Find the length of the longest substring with all unique characters. Akamai connects this directly to sliding-window analysis of edge-server request logs — the same technique detects the longest burst of distinct client IPs in a time window without repeated connections.

By Alex Chen, Founder, InterviewChamp.AI · Last verified

Source citations

Public interview reports confirming this problem appears in Akamai loops.

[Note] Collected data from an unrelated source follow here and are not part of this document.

use anyhow::{Context, Result};
use dotenvy::dotenv;
use std::env;

/// Application configuration loaded from environment variables
#[derive(Debug, Clone)]
pub struct Config {
    pub database_url: String,
    pub port: u16,
    pub jwt_secret: String,
    pub jwt_issuer: String,
    /// Shared secret gating admin signup. When unset, signup is open.
    pub admin_access_code: Option<String>,
    /// Set false for plain-HTTP local development.
    pub cookie_secure: bool,
}

impl Config {
    /// Load configuration from environment variables
    pub fn from_env() -> Result<Self> {
        // Load .env file if present (development)
        let _ = dotenv();

        Ok(Self {
            database_url: env::var("DATABASE_URL")
                .context("DATABASE_URL must be set")?,
            port: env::var("PORT")
                .unwrap_or_else(|_| "8080".to_string())
                .parse()
                .context("PORT must be a valid number")?,
            jwt_secret: env::var("JWT_SECRET")
                .context("JWT_SECRET must be set")?,
            jwt_issuer: env::var("JWT_ISSUER")
                .unwrap_or_else(|_| "lucky-draw".to_string()),
            admin_access_code: env::var("ADMIN_ACCESS_CODE").ok(),
            cookie_secure: env::var("COOKIE_SECURE")
                .map(|v| v != "false")
                .unwrap_or(true),
        })
    }
}
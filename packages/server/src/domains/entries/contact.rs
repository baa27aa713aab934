use lazy_static::lazy_static;
use regex::Regex;

use crate::common::AppError;

lazy_static! {
    /// Optional leading `+`, then digits with space/dash separators.
    static ref CONTACT_RE: Regex = Regex::new(r"^\+?[0-9][0-9\s\-]*$").unwrap();
}

const MIN_DIGITS: usize = 10;
const MAX_DIGITS: usize = 15;

/// Validate a submitted contact and reduce it to canonical form.
///
/// Trims surrounding whitespace, requires 10-15 digits with only space/dash
/// separators and an optional leading `+`, then strips the separators so
/// that `"98765 43210"` and `"9876543210"` are the same entry.
pub fn normalize_contact(raw: &str) -> Result<String, AppError> {
    let trimmed = raw.trim();

    if trimmed.is_empty() || !CONTACT_RE.is_match(trimmed) {
        return Err(AppError::InvalidContact);
    }

    let digits = trimmed.chars().filter(|c| c.is_ascii_digit()).count();
    if !(MIN_DIGITS..=MAX_DIGITS).contains(&digits) {
        return Err(AppError::InvalidContact);
    }

    Ok(trimmed
        .chars()
        .filter(|c| *c == '+' || c.is_ascii_digit())
        .collect())
}
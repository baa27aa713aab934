use axum::{
    http::StatusCode,
    response::{IntoResponse, Response},
    Json,
};
use serde::Serialize;
use thiserror::Error;

/// Application error taxonomy.
///
/// Every handler failure is one of these; the `IntoResponse` impl maps each
/// variant to a status code and the JSON error envelope, so no failure
/// propagates to the client as an unhandled fault.
#[derive(Error, Debug)]
pub enum AppError {
    #[error("Invalid mobile number format")]
    InvalidContact,

    #[error("{0}")]
    InvalidInput(String),

    #[error("Mobile already registered")]
    DuplicateContact,

    #[error("Admin already exists")]
    DuplicateUsername,

    #[error("Entry not found")]
    EntryNotFound,

    #[error("No eligible entries left")]
    EmptyPool,

    #[error("Invalid credentials")]
    InvalidCredentials,

    #[error("Unauthorized")]
    Unauthorized,

    #[error("Invalid access code")]
    Forbidden,

    #[error("Database error: {0}")]
    Database(#[from] sqlx::Error),

    #[error("Internal error: {0}")]
    Internal(#[from] anyhow::Error),
}

impl AppError {
    pub fn status_code(&self) -> StatusCode {
        match self {
            AppError::InvalidContact | AppError::InvalidInput(_) => StatusCode::BAD_REQUEST,
            AppError::DuplicateContact | AppError::DuplicateUsername => StatusCode::CONFLICT,
            AppError::EntryNotFound | AppError::EmptyPool => StatusCode::NOT_FOUND,
            AppError::InvalidCredentials | AppError::Unauthorized => StatusCode::UNAUTHORIZED,
            AppError::Forbidden => StatusCode::FORBIDDEN,
            AppError::Database(_) | AppError::Internal(_) => StatusCode::INTERNAL_SERVER_ERROR,
        }
    }
}

#[derive(Serialize)]
struct ErrorBody {
    success: bool,
    error: String,
}

impl IntoResponse for AppError {
    fn into_response(self) -> Response {
        let status = self.status_code();

        // Internal detail goes to the log, never to the client.
        let message = match &self {
            AppError::Database(e) => {
                tracing::error!(error = %e, "Database error");
                "Internal server error".to_string()
            }
            AppError::Internal(e) => {
                tracing::error!(error = %e, "Internal error");
                "Internal server error".to_string()
            }
            other => other.to_string(),
        };

        (
            status,
            Json(ErrorBody {
                success: false,
                error: message,
            }),
        )
            .into_response()
    }
}

/// True when the error is a unique-index violation, which the data layer
/// maps to the duplicate variants.
pub fn is_unique_violation(error: &sqlx::Error) -> bool {
    error
        .as_database_error()
        .map(|db| matches!(db.kind(), sqlx::error::ErrorKind::UniqueViolation))
        .unwrap_or(false)
}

  • Glassdoor (2026-Q1)Akamai candidates report this as a high-frequency sliding window question in second-round interviews.
  • Blind (2025-11)Akamai thread lists this problem as representative of the sliding window category asked in CDN infra interviews.

Problem

Given a string s, find the length of the longest substring without repeating characters.

Constraints

  • 0 <= s.length <= 5 * 10^4
  • s consists of English letters, digits, symbols, and spaces.

Examples

Example 1

Input
s = "abcabcbb"
Output
3

Explanation: The answer is 'abc', with the length of 3.

Example 2

Input
s = "bbbbb"
Output
1

Explanation: The answer is 'b', with the length of 1.

Example 3

Input
s = "pwwkew"
Output
3

Explanation: The answer is 'wke', with the length of 3.

Approaches

1. Sliding window with Map

Use a left pointer and a Map storing each character's most recent index. When a character repeats, jump the left pointer past its previous occurrence. Track the max window length throughout.

Time
O(n)
Space
O(min(n, alphabet))
function lengthOfLongestSubstring(s) {
  const lastSeen = new Map(); // char → last seen index
  let left = 0;
  let maxLen = 0;
  for (let right = 0; right < s.length; right++) {
    const ch = s[right];
    if (lastSeen.has(ch) && lastSeen.get(ch) >= left) {
      left = lastSeen.get(ch) + 1; // shrink window past duplicate
    }
    lastSeen.set(ch, right);
    maxLen = Math.max(maxLen, right - left + 1);
  }
  return maxLen;
}

Tradeoff: O(n) time, O(1) space in practice (bounded by character set size). The guard lastSeen.get(ch) >= left is critical — without it, a stale index from outside the current window would incorrectly shrink left.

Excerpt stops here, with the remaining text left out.